Available data:

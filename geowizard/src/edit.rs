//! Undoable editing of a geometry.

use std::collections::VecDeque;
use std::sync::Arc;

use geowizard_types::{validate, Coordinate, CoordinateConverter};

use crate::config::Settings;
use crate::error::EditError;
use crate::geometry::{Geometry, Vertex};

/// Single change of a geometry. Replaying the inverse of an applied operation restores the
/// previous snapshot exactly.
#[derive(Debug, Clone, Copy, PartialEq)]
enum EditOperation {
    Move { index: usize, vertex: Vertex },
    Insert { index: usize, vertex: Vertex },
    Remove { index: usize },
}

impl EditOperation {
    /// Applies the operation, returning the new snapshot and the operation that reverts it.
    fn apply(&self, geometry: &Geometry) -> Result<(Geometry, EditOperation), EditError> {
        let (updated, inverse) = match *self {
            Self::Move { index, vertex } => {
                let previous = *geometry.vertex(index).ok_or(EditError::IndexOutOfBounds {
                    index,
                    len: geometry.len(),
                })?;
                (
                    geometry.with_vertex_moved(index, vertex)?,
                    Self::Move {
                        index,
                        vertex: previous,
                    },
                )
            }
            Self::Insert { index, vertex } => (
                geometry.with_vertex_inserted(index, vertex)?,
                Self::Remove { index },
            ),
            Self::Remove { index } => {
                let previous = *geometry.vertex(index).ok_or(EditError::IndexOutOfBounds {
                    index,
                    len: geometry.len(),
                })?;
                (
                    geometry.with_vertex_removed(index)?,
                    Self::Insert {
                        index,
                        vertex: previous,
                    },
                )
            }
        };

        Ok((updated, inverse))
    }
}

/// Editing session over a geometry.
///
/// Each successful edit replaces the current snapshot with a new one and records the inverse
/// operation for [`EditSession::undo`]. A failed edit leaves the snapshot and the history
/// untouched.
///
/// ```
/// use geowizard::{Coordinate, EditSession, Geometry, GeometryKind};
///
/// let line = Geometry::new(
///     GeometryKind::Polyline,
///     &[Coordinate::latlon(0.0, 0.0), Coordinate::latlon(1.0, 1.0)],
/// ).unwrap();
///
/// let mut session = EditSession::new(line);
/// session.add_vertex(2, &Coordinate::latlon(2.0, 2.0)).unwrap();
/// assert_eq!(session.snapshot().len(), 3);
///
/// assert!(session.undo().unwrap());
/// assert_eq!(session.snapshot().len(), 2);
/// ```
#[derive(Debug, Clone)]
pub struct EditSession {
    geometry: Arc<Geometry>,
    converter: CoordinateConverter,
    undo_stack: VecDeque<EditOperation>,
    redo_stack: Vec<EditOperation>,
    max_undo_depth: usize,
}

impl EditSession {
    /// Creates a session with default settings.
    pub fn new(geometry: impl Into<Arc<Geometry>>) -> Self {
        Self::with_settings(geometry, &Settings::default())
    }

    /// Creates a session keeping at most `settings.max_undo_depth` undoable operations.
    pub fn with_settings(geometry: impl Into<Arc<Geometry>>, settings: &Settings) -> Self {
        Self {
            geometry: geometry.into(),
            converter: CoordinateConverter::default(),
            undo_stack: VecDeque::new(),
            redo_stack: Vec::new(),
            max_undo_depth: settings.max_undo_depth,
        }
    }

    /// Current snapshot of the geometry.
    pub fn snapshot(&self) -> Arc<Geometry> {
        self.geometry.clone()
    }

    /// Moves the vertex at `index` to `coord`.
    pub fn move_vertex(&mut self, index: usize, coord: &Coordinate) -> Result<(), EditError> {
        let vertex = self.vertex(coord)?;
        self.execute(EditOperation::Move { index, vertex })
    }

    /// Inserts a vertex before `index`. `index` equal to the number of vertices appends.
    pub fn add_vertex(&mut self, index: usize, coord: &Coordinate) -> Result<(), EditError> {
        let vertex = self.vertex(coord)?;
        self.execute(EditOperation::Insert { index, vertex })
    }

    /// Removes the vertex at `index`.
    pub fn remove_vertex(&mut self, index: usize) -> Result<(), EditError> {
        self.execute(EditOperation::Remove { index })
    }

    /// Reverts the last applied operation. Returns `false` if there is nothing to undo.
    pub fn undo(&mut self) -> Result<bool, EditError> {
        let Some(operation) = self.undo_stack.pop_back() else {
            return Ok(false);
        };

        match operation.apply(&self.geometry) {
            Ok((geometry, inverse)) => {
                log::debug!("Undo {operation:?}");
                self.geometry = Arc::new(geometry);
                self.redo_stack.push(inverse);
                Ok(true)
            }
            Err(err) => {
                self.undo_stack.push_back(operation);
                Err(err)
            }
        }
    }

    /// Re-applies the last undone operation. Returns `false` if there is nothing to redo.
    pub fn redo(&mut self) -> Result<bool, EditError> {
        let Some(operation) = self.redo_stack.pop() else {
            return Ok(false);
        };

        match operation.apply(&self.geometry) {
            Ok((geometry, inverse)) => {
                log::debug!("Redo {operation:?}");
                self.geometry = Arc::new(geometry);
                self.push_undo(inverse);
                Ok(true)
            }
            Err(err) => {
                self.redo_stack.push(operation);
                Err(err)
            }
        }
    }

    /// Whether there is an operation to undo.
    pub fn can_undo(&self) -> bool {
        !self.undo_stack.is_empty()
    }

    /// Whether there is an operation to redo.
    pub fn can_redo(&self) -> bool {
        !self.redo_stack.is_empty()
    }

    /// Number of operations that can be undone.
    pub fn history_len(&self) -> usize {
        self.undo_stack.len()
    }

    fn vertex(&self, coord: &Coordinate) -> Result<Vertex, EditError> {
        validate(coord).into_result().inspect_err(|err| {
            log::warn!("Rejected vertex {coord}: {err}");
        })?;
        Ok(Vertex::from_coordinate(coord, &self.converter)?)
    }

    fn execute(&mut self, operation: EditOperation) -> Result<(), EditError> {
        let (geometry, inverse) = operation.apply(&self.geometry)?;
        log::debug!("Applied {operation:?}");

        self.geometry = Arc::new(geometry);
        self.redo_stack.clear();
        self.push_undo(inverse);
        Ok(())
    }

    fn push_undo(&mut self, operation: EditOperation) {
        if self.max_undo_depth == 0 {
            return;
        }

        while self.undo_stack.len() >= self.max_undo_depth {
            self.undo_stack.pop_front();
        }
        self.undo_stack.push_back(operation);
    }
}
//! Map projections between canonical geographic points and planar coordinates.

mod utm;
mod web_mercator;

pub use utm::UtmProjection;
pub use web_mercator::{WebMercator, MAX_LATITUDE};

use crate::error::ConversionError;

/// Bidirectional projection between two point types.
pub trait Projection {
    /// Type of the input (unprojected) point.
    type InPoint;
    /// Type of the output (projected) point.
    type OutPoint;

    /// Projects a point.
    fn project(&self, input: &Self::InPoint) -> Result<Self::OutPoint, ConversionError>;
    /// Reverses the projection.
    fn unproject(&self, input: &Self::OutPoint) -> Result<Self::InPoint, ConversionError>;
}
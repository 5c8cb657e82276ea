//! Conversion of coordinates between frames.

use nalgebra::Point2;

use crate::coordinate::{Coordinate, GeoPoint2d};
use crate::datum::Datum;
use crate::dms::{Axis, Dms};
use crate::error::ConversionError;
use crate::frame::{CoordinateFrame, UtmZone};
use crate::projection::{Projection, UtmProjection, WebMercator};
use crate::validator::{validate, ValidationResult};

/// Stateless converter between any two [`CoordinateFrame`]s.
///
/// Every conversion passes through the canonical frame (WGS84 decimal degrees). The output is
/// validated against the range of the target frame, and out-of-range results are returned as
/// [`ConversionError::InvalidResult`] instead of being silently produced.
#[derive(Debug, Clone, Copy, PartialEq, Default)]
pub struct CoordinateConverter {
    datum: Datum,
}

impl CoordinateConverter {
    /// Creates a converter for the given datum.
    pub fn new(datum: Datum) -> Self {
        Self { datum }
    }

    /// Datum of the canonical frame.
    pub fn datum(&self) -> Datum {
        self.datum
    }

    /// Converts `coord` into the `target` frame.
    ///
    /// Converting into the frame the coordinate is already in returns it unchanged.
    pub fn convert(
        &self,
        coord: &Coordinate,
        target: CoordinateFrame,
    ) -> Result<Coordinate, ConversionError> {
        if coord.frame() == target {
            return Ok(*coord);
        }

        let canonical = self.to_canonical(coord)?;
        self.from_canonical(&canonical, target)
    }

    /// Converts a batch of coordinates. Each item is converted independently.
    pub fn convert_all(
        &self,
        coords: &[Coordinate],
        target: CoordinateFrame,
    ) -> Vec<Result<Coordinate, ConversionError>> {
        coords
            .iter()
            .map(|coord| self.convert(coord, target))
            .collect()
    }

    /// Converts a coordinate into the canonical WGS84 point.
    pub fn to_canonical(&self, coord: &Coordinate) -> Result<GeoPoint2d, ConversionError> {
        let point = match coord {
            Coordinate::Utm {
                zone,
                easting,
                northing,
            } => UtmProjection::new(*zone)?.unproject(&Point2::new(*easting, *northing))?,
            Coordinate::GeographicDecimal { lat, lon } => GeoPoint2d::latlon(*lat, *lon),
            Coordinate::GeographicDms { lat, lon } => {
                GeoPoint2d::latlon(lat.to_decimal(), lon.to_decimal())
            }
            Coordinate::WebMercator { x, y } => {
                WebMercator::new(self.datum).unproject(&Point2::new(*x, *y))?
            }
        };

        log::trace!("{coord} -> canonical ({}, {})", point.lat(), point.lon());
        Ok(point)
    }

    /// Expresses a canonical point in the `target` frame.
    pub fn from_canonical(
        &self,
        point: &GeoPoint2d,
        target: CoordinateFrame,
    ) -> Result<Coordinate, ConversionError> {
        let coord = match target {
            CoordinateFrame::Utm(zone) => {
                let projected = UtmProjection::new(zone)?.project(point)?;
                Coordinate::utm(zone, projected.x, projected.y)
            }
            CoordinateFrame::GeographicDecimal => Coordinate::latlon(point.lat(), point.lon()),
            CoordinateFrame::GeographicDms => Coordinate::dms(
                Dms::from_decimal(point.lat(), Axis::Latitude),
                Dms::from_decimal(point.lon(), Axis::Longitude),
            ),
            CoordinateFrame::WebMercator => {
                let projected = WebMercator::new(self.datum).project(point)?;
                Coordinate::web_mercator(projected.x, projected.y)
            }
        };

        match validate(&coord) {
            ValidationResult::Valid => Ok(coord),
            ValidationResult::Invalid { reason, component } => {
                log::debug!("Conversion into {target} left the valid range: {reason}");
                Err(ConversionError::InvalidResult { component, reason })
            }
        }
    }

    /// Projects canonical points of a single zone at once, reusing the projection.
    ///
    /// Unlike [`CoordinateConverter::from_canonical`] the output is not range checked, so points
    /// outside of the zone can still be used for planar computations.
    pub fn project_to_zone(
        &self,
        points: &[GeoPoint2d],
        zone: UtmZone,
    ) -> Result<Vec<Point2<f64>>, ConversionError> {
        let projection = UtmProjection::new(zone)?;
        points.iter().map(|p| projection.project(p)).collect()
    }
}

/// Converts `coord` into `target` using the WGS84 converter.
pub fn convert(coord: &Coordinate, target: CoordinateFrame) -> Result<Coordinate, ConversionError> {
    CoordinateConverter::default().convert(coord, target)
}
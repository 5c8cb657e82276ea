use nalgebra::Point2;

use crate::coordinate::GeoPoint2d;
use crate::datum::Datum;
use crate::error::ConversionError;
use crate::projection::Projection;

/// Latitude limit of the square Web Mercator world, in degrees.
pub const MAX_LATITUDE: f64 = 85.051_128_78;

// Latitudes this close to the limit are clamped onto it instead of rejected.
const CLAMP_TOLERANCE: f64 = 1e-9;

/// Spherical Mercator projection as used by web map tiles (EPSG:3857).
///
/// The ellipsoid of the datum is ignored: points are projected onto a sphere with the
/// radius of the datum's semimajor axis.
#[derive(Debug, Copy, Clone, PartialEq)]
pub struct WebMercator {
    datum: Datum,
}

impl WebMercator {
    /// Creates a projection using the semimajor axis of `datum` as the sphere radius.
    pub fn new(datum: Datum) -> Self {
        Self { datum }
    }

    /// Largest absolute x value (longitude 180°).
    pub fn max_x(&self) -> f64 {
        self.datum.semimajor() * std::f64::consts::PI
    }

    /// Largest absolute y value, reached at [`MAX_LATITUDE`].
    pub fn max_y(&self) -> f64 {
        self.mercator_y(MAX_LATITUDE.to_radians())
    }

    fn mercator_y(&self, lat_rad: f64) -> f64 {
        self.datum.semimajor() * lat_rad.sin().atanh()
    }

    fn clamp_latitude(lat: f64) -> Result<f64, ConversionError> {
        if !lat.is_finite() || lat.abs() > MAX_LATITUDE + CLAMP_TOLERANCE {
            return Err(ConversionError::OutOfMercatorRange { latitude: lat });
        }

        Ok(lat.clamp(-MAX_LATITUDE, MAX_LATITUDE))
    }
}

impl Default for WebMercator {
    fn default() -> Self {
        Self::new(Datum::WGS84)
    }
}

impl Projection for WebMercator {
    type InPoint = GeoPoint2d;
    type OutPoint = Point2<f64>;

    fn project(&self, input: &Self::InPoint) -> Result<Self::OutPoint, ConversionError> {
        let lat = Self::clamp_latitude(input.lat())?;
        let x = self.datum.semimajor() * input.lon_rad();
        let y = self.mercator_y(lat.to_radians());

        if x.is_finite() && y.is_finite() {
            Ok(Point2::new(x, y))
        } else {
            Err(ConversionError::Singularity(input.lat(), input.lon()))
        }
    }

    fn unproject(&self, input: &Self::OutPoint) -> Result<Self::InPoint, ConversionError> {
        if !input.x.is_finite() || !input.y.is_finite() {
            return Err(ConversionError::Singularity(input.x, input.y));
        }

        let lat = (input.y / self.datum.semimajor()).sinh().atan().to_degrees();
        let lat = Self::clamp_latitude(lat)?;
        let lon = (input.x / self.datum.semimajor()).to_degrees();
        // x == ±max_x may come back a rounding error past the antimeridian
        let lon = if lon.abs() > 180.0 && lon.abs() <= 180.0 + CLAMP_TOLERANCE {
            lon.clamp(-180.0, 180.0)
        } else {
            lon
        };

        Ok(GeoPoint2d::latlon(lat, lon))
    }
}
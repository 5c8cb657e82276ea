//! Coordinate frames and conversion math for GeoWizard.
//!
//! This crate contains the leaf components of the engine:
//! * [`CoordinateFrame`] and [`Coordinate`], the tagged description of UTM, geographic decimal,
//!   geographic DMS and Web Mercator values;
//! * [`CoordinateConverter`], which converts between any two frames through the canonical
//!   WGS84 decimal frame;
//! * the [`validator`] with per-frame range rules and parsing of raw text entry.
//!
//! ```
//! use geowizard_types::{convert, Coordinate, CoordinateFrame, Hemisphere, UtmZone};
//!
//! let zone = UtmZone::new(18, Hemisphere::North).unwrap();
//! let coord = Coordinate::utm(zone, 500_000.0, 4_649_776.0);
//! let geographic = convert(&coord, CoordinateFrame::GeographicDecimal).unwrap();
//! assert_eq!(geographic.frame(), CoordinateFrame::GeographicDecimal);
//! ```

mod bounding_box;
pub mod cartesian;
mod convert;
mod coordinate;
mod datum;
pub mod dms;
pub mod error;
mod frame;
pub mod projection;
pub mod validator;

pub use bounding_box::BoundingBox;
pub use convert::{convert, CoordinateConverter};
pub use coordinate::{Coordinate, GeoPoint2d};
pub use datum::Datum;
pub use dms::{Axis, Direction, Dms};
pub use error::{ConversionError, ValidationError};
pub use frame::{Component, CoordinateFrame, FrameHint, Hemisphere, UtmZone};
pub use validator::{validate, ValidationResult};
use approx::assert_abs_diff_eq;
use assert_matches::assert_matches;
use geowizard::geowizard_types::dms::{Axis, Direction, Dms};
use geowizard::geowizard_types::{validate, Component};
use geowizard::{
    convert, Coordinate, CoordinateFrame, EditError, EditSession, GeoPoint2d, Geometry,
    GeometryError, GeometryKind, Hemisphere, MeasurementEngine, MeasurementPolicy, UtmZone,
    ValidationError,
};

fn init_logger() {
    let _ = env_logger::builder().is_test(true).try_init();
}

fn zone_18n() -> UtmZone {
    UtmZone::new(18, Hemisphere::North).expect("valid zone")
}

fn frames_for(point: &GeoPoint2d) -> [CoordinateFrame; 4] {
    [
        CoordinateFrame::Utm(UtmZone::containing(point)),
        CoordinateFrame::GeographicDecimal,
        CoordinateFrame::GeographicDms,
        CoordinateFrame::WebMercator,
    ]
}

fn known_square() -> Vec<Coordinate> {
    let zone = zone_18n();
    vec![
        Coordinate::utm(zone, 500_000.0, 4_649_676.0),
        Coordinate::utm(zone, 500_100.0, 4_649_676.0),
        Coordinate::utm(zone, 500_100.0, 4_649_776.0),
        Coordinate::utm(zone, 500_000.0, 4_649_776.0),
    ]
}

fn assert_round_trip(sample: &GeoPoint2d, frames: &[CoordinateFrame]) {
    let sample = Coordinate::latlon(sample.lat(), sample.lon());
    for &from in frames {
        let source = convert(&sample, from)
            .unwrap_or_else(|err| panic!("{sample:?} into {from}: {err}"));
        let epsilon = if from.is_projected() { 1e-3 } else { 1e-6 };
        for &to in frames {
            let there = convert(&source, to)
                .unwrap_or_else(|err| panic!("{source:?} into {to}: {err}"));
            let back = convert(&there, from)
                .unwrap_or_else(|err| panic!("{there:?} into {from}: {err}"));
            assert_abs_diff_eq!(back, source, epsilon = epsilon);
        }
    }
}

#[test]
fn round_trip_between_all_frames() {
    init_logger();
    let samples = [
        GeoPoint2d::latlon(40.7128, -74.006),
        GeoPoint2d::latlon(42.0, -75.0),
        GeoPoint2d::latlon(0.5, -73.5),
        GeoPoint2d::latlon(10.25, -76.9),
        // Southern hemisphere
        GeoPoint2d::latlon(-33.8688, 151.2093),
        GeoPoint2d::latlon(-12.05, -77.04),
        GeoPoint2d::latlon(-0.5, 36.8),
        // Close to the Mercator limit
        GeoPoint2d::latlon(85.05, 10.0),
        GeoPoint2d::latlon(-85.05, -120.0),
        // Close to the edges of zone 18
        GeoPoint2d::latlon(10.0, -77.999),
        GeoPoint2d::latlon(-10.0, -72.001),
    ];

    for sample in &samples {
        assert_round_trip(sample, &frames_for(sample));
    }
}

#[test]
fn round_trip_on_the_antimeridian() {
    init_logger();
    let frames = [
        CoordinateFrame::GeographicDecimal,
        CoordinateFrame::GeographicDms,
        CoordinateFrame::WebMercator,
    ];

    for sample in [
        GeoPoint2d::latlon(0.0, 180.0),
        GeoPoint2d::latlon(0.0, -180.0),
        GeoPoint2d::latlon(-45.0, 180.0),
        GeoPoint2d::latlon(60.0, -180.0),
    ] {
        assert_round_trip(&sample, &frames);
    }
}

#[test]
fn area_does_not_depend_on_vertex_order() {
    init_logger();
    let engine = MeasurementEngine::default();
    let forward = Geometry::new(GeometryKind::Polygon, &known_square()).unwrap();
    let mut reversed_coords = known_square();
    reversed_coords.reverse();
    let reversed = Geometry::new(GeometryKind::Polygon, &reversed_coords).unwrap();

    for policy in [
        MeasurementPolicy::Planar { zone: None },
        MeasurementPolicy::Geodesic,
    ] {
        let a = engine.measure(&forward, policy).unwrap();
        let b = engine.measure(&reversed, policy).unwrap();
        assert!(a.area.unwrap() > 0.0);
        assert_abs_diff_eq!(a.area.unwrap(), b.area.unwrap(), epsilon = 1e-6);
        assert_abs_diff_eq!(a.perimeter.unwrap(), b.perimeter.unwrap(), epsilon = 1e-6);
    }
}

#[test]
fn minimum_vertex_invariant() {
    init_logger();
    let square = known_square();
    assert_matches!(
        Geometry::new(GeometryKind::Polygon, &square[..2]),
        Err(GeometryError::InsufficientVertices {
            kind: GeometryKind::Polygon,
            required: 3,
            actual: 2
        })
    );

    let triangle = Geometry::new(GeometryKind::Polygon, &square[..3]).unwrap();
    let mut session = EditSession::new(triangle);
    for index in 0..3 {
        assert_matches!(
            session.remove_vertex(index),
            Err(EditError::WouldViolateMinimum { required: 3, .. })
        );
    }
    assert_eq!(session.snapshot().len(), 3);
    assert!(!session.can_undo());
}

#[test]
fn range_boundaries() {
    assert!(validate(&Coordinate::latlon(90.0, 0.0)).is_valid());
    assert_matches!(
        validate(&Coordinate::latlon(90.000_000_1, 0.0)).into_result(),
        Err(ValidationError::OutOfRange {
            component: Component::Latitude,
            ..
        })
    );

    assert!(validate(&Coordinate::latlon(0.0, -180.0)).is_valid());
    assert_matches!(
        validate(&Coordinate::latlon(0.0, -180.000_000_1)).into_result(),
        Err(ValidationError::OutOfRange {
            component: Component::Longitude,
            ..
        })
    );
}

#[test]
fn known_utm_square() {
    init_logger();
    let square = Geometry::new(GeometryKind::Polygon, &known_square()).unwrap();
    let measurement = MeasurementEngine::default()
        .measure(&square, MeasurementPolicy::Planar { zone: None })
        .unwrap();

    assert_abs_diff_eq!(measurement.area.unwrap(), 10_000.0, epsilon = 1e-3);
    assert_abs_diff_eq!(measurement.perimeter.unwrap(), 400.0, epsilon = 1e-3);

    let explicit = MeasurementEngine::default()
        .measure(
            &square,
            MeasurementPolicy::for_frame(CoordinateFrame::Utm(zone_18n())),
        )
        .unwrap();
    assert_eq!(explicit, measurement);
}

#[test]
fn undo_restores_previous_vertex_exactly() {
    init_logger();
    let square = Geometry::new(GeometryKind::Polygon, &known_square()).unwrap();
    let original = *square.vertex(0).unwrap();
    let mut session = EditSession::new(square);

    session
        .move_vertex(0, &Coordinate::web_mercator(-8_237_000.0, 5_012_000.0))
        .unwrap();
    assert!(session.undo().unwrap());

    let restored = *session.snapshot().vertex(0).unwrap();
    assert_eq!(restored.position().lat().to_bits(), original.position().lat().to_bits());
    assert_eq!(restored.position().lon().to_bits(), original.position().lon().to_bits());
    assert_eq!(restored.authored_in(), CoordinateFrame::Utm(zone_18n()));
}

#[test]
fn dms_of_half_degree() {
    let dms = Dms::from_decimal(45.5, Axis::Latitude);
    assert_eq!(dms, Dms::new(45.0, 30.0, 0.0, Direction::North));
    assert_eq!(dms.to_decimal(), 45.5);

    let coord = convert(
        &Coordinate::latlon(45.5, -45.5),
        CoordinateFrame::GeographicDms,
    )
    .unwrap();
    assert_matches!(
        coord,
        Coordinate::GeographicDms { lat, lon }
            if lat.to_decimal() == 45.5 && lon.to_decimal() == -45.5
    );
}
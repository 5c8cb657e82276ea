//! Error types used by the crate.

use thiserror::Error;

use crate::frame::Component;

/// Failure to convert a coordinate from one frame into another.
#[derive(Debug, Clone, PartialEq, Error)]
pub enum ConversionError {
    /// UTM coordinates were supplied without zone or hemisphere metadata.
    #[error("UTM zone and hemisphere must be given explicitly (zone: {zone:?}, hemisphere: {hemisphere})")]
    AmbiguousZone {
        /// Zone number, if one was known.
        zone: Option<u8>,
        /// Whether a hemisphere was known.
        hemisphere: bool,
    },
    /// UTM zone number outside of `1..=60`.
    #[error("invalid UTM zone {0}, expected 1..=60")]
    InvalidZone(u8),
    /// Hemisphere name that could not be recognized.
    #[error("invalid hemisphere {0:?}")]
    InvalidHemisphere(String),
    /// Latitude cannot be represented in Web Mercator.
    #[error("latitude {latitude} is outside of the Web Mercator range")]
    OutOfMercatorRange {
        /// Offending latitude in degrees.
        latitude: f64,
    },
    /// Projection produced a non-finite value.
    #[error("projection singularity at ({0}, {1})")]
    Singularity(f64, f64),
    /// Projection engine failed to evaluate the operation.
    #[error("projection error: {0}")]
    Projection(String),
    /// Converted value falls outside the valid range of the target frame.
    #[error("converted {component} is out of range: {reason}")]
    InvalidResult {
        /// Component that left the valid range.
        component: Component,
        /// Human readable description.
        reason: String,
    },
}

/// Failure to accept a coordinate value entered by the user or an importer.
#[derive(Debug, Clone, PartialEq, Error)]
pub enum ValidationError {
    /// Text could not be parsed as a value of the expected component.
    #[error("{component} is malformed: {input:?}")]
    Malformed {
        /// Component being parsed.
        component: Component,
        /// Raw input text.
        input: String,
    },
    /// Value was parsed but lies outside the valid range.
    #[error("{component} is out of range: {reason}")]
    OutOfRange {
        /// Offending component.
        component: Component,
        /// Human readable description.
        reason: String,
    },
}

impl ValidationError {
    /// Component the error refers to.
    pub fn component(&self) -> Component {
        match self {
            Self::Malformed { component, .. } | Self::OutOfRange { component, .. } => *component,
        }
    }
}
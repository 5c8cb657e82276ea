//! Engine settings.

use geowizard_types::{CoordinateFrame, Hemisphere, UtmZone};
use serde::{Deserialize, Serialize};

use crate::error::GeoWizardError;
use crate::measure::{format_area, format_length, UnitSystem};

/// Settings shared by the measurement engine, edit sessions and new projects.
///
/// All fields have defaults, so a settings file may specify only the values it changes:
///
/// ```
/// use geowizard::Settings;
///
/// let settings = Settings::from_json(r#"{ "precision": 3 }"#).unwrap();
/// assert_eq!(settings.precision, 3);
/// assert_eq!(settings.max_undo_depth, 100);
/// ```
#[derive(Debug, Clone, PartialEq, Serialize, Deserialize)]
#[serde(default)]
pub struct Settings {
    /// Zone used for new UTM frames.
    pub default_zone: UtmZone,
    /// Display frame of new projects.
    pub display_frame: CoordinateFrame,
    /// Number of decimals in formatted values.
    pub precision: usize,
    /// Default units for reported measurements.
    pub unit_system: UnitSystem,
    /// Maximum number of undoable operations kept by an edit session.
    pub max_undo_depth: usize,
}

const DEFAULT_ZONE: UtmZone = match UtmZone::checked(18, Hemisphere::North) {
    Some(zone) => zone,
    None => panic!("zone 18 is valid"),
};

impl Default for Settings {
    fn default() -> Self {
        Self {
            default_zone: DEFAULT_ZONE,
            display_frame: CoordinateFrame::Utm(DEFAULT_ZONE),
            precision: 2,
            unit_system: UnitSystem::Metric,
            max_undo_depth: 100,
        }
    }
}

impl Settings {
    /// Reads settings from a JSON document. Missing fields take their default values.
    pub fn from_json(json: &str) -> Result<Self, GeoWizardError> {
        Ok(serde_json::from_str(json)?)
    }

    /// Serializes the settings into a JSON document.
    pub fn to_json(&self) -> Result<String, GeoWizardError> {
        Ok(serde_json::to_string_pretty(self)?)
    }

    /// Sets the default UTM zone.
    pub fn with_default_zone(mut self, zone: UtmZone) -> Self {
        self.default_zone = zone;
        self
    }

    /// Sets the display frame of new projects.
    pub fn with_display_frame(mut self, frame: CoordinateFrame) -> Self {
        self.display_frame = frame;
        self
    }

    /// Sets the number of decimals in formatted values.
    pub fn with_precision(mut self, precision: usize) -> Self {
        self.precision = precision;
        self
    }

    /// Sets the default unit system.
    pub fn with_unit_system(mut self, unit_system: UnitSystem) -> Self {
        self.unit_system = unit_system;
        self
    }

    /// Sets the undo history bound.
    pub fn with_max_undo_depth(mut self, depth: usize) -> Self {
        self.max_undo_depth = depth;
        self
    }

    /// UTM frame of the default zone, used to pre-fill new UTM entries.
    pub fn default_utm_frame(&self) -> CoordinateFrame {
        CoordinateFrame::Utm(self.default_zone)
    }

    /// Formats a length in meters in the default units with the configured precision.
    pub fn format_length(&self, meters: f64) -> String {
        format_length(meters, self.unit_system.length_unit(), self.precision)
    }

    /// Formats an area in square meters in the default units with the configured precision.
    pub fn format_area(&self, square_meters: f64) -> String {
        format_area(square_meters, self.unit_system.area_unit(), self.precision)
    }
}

Action item: Each line above that holds the string "position" should be copied and shown.

Solution:
    assert_eq!(restored.position().lat().to_bits(), original.position().lat().to_bits());
    assert_eq!(restored.position().lon().to_bits(), original.position().lon().to_bits());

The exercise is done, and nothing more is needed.